• [Provided data]:
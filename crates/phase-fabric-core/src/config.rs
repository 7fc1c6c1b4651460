//! Configuration for the fabric substrate.
//!
//! Plain serde-derived structs with defaults and `validate()` methods; the
//! process bootstrap that layers file/env loading on top lives outside this
//! crate.

use serde::{Deserialize, Serialize};

use crate::error::{FabricError, FabricResult};

/// Parameters driving topology generation.
///
/// Density and clustering are *targets*: the generator approximates them and
/// deviations are recorded, never fatal. Only structurally impossible inputs
/// (`node_count < 2`, density outside `(0, 1]`) are rejected.
#[derive(Debug, Clone, Serialize, Deserialize)]
pub struct TopologyConfig {
    /// Number of nodes in the fabric
    pub node_count: usize,
    /// Target edge density in (0, 1]
    pub target_density: f64,
    /// Degree-distribution exponent; higher values flatten the hub skew
    pub gamma: f64,
    /// Target average local clustering coefficient
    pub clustering_target: f64,
    /// Seed for deterministic generation; `None` draws from entropy
    #[serde(default)]
    pub seed: Option<u64>,
}

impl Default for TopologyConfig {
    fn default() -> Self {
        Self {
            node_count: 32,
            target_density: 0.25,
            gamma: 2.5,
            clustering_target: 0.75,
            seed: None,
        }
    }
}

impl TopologyConfig {
    /// Check the hard parameter constraints.
    pub fn validate(&self) -> FabricResult<()> {
        if self.node_count < 2 {
            return Err(FabricError::InvalidTopology {
                reason: format!("node_count must be >= 2, got {}", self.node_count),
            });
        }
        if !(self.target_density > 0.0 && self.target_density <= 1.0) {
            return Err(FabricError::InvalidTopology {
                reason: format!(
                    "target_density must be in (0, 1], got {}",
                    self.target_density
                ),
            });
        }
        Ok(())
    }
}

/// Health-monitoring and node-messaging parameters.
#[derive(Debug, Clone, Serialize, Deserialize)]
pub struct HealthConfig {
    /// Interval between probe rounds over the node arena
    pub probe_interval_ms: u64,
    /// Default wall-clock bound for a single node send
    pub send_timeout_ms: u64,
    /// Consecutive failures before the messaging breaker opens
    pub failure_threshold: u32,
    /// Cooldown before an open breaker admits a trial call
    pub recovery_timeout_ms: u64,
}

impl Default for HealthConfig {
    fn default() -> Self {
        Self {
            probe_interval_ms: 500,
            send_timeout_ms: 1_000,
            failure_threshold: 5,
            recovery_timeout_ms: 10_000,
        }
    }
}

impl HealthConfig {
    /// Check the hard parameter constraints.
    pub fn validate(&self) -> FabricResult<()> {
        if self.probe_interval_ms == 0 {
            return Err(FabricError::InvalidHealthConfig {
                reason: "probe_interval_ms must be greater than 0".into(),
            });
        }
        if self.failure_threshold == 0 {
            return Err(FabricError::InvalidHealthConfig {
                reason: "failure_threshold must be greater than 0".into(),
            });
        }
        Ok(())
    }
}

#[cfg(test)]
mod tests {
    use super::*;

    #[test]
    fn default_topology_config_is_valid() {
        assert!(TopologyConfig::default().validate().is_ok());
    }

    #[test]
    fn rejects_single_node() {
        let config = TopologyConfig {
            node_count: 1,
            ..Default::default()
        };
        assert!(matches!(
            config.validate(),
            Err(FabricError::InvalidTopology { .. })
        ));
    }

    #[test]
    fn rejects_density_outside_unit_interval() {
        for density in [0.0, -0.2, 1.5] {
            let config = TopologyConfig {
                target_density: density,
                ..Default::default()
            };
            assert!(
                config.validate().is_err(),
                "density {} must be rejected",
                density
            );
        }

        let config = TopologyConfig {
            target_density: 1.0,
            ..Default::default()
        };
        assert!(config.validate().is_ok(), "density 1.0 is allowed");
    }

    #[test]
    fn health_config_rejects_zero_interval() {
        let config = HealthConfig {
            probe_interval_ms: 0,
            ..Default::default()
        };
        assert!(config.validate().is_err());
    }
}
impl Fabric {
    /// Create an uninitialized fabric.
    pub fn new(config: TopologyConfig, health_config: HealthConfig) -> Self {
        let state = Arc::new(RwLock::new(FabricState::default()));
        let send_timeout = Duration::from_millis(health_config.send_timeout_ms);
        let health = Arc::new(HealthManager::new(Arc::clone(&state), health_config));
        Self {
            config,
            state,
            health,
            initialized: Arc::new(AtomicBool::new(false)),
            initializing: Arc::new(AtomicBool::new(false)),
            init_task: tokio::sync::Mutex::new(None),
            broadcast_failures: AtomicU64::new(0),
            send_timeout,
        }
    }

    /// Initialize in the foreground: generate topology, instantiate nodes,
    /// wire connections, compute metrics, activate nodes, start monitoring.
    ///
    /// Fails with [`FabricError::AlreadyInitialized`] on a ready fabric and
    /// [`FabricError::InitializationInProgress`] while a background
    /// initialization is running.
    pub async fn initialize(&self) -> FabricResult<()> {
        if self.initialized.load(Ordering::SeqCst) {
            return Err(FabricError::AlreadyInitialized);
        }
        if self.initializing.swap(true, Ordering::SeqCst) {
            return Err(FabricError::InitializationInProgress);
        }

        let result = run_init_pipeline(Arc::clone(&self.state), self.config.clone()).await;
        match result {
            Ok(()) => {
                self.health.start_monitoring().await;
                self.initialized.store(true, Ordering::SeqCst);
                self.initializing.store(false, Ordering::SeqCst);
                tracing::info!(nodes = self.config.node_count, "fabric initialized");
                Ok(())
            }
            Err(e) => {
                self.initializing.store(false, Ordering::SeqCst);
                Err(e)
            }
        }
    }

    /// Initialize in the background and return immediately.
    ///
    /// The dependent service can start right away and poll
    /// [`is_ready`](Self::is_ready) / [`init_status`](Self::init_status).
    /// Calling while a background run is already in flight is a logged
    /// no-op; calling on a ready fabric is an error.
    pub async fn initialize_background(&self) -> FabricResult<()> {
        if self.initialized.load(Ordering::SeqCst) {
            return Err(FabricError::AlreadyInitialized);
        }
        if self.initializing.swap(true, Ordering::SeqCst) {
            tracing::warn!("fabric already initializing in background");
            return Ok(());
        }

        tracing::info!(
            nodes = self.config.node_count,
            "starting background fabric initialization"
        );

        let state = Arc::clone(&self.state);
        let config = self.config.clone();
        let health = Arc::clone(&self.health);
        let initialized = Arc::clone(&self.initialized);
        let initializing = Arc::clone(&self.initializing);

        let handle = tokio::spawn(async move {
            match run_init_pipeline(state, config).await {
                Ok(()) => {
                    health.start_monitoring().await;
                    initialized.store(true, Ordering::SeqCst);
                    initializing.store(false, Ordering::SeqCst);
                    tracing::info!("background fabric initialization complete");
                }
                Err(e) => {
                    initializing.store(false, Ordering::SeqCst);
                    tracing::error!(error = %e, "background fabric initialization failed");
                }
            }
        });
        *self.init_task.lock().await = Some(handle);
        Ok(())
    }

    /// Whether initialization has completed.
    #[inline]
    pub fn is_ready(&self) -> bool {
        self.initialized.load(Ordering::SeqCst)
    }

    /// Whether a (background) initialization is currently running.
    #[inline]
    pub fn is_initializing(&self) -> bool {
        self.initializing.load(Ordering::SeqCst)
    }

    /// Detailed initialization status.
    pub async fn init_status(&self) -> InitStatus {
        let ready = self.is_ready();
        let initializing = self.is_initializing();
        let node_count = self.state.read().await.nodes.len();
        let state = if ready {
            InitState::Ready
        } else if initializing {
            InitState::Initializing
        } else {
            InitState::NotStarted
        };
        InitStatus {
            ready,
            initializing,
            node_count,
            target_node_count: self.config.node_count,
            state,
        }
    }

    /// Broadcast a message to every node concurrently.
    ///
    /// Per-node failures are isolated and counted; the broadcast itself
    /// never aborts. Returns the number of nodes successfully reached.
    pub async fn broadcast_global(
        &self,
        message: serde_json::Value,
        priority: u8,
    ) -> FabricResult<usize> {
        self.ensure_ready()?;

        let targets: Vec<(NodeId, bool, f64)> = {
            let state = self.state.read().await;
            state
                .nodes
                .values()
                .map(|node| (node.id, node.is_available(), node.mean_latency_us()))
                .collect()
        };

        let (reached, failed) = self.fan_out(targets).await;
        self.broadcast_failures
            .fetch_add(failed as u64, Ordering::Relaxed);
        tracing::debug!(
            reached,
            failed,
            priority,
            payload = %message,
            "global broadcast complete"
        );
        Ok(reached)
    }

    /// Concurrent delivery to a target set; returns (reached, failed).
    async fn fan_out(&self, targets: Vec<(NodeId, bool, f64)>) -> (usize, usize) {
        let mut tasks: JoinSet<Result<NodeId, NodeId>> = JoinSet::new();
        for (id, available, latency_us) in targets {
            tasks.spawn(async move {
                if !available {
                    return Err(id);
                }
                tokio::time::sleep(Duration::from_micros(latency_us.ceil() as u64)).await;
                Ok(id)
            });
        }

        let mut delivered = Vec::new();
        let mut failed = 0usize;
        while let Some(result) = tasks.join_next().await {
            match result {
                Ok(Ok(id)) => delivered.push(id),
                Ok(Err(id)) => {
                    failed += 1;
                    tracing::trace!(node = %id, "delivery skipped: node unavailable");
                }
                Err(e) => {
                    failed += 1;
                    tracing::warn!(error = ?e, "delivery task failed");
                }
            }
        }

        let reached = delivered.len();
        let mut state = self.state.write().await;
        for id in delivered {
            if let Some(node) = state.nodes.get_mut(&id) {
                node.messages_received += 1;
            }
        }
        (reached, failed)
    }

    /// Transition the fabric into ignition mode.
    ///
    /// Active nodes flip to [`NodeState::IgnitionMode`]; degraded nodes stay
    /// degraded. Connection weights get a bounded multiplicative boost.
    pub async fn enter_ignition_mode(&self) -> FabricResult<()> {
        self.ensure_ready()?;
        let mut state = self.state.write().await;
        for node in state.nodes.values_mut() {
            if node.state == NodeState::Active {
                node.state = NodeState::IgnitionMode;
            }
            for conn in node.connections.values_mut() {
                conn.weight = (conn.weight * IGNITION_WEIGHT_BOOST).min(IGNITION_WEIGHT_CAP);
            }
        }
        tracing::debug!("fabric entered ignition mode");
        Ok(())
    }

    /// Return the fabric to normal operation, restoring connection weights.
    pub async fn exit_ignition_mode(&self) -> FabricResult<()> {
        self.ensure_ready()?;
        let mut state = self.state.write().await;
        for node in state.nodes.values_mut() {
            if node.state == NodeState::IgnitionMode {
                node.state = NodeState::Active;
            }
            for conn in node.connections.values_mut() {
                conn.weight = (conn.weight / IGNITION_WEIGHT_BOOST).max(1.0);
            }
        }
        tracing::debug!("fabric exited ignition mode");
        Ok(())
    }

    /// Set a node's activation level.
    ///
    /// Levels above the spread threshold propagate an activation-spread
    /// broadcast to the node's active neighbors, with priority scaled by the
    /// level.
    pub async fn activate_node(&self, id: NodeId, level: f64) -> FabricResult<()> {
        self.ensure_ready()?;
        let level = level.clamp(0.0, 1.0);

        let neighbors: Vec<NodeId> = {
            let mut state = self.state.write().await;
            let node = state
                .nodes
                .get_mut(&id)
                .ok_or(FabricError::NodeNotFound { id })?;
            node.attention_level = level;
            node.active_neighbors()
        };

        if level > ACTIVATION_SPREAD_THRESHOLD {
            let targets: Vec<(NodeId, bool, f64)> = {
                let state = self.state.read().await;
                neighbors
                    .iter()
                    .filter_map(|n| state.nodes.get(n))
                    .map(|node| (node.id, node.is_available(), node.mean_latency_us()))
                    .collect()
            };
            let priority = (level * 10.0) as u8;
            let (reached, _) = self.fan_out(targets).await;
            tracing::debug!(
                source = %id,
                level,
                priority,
                reached,
                "activation spread to neighbors"
            );
        }
        Ok(())
    }

    /// Send a payload to one node under a timeout and the messaging breaker.
    pub async fn send_to_node(
        &self,
        id: NodeId,
        payload: serde_json::Value,
        timeout: Option<Duration>,
    ) -> FabricResult<bool> {
        self.ensure_ready()?;
        let timeout = timeout.unwrap_or(self.send_timeout);
        Ok(self.health.send_to_node(id, &payload, timeout).await)
    }

    /// Force a node into a specific state (external health signal).
    pub async fn set_node_state(&self, id: NodeId, state: NodeState) -> FabricResult<()> {
        let mut guard = self.state.write().await;
        let node = guard
            .nodes
            .get_mut(&id)
            .ok_or(FabricError::NodeNotFound { id })?;
        node.state = state;
        Ok(())
    }

    /// Latest metric snapshot, if the fabric has one.
    pub async fn metrics(&self) -> Option<FabricMetrics> {
        self.state.read().await.metrics.clone()
    }

    /// A node by id, cloned out of the arena.
    pub async fn node(&self, id: NodeId) -> Option<FabricNode> {
        self.state.read().await.nodes.get(&id).cloned()
    }

    /// Number of nodes currently in the arena.
    pub async fn node_count(&self) -> usize {
        self.state.read().await.nodes.len()
    }

    /// Ids of nodes currently available for recruitment, sorted.
    pub async fn available_nodes(&self) -> Vec<NodeId> {
        let state = self.state.read().await;
        let mut ids: Vec<NodeId> = state
            .nodes
            .values()
            .filter(|node| node.is_available())
            .map(|node| node.id)
            .collect();
        ids.sort_unstable();
        ids
    }

    /// Number of nodes in a given state.
    pub async fn count_in_state(&self, target: NodeState) -> usize {
        let state = self.state.read().await;
        state.nodes.values().filter(|n| n.state == target).count()
    }

    /// Active-link adjacency over the whole arena.
    pub async fn active_adjacency(&self) -> HashMap<NodeId, Vec<NodeId>> {
        let state = self.state.read().await;
        state
            .nodes
            .values()
            .map(|node| (node.id, node.active_neighbors()))
            .collect()
    }

    /// Aggregate health picture (breaker state, reachability, failures).
    pub fn health_snapshot(&self) -> HealthSnapshot {
        self.health.snapshot()
    }

    /// Total broadcast deliveries that failed since startup.
    pub fn broadcast_failures(&self) -> u64 {
        self.broadcast_failures.load(Ordering::Relaxed)
    }

    /// Stop the fabric: cancel any in-flight background initialization,
    /// stop health monitoring, release node and topology state.
    ///
    /// Idempotent and safe at any point, including mid-initialization.
    pub async fn stop(&self) {
        if let Some(handle) = self.init_task.lock().await.take() {
            if !handle.is_finished() {
                handle.abort();
                let _ = handle.await;
                tracing::warn!("background initialization cancelled");
            }
        }

        self.health.stop_monitoring().await;

        {
            let mut state = self.state.write().await;
            state.nodes.clear();
            state.topology = None;
            state.metrics = None;
        }
        self.initialized.store(false, Ordering::SeqCst);
        self.initializing.store(false, Ordering::SeqCst);
        tracing::info!("fabric stopped");
    }

    fn ensure_ready(&self) -> FabricResult<()> {
        if self.is_ready() {
            Ok(())
        } else {
            Err(FabricError::NotInitialized)
        }
    }
}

• [The task]:
Above are the records; please copy exactly their first line and each line after it through the line containing "structurally impossible inputs", and no line after that.

• [Answer to the problem]:
filename crates/phase-fabric-core/src/config.rs
repository 7fc1c6c1b4651460
//! Configuration for the fabric substrate.
//!
//! Plain serde-derived structs with defaults and `validate()` methods; the
//! process bootstrap that layers file/env loading on top lives outside this
//! crate.

use serde::{Deserialize, Serialize};

use crate::error::{FabricError, FabricResult};

/// Parameters driving topology generation.
///
/// Density and clustering are *targets*: the generator approximates them and
/// deviations are recorded, never fatal. Only structurally impossible inputs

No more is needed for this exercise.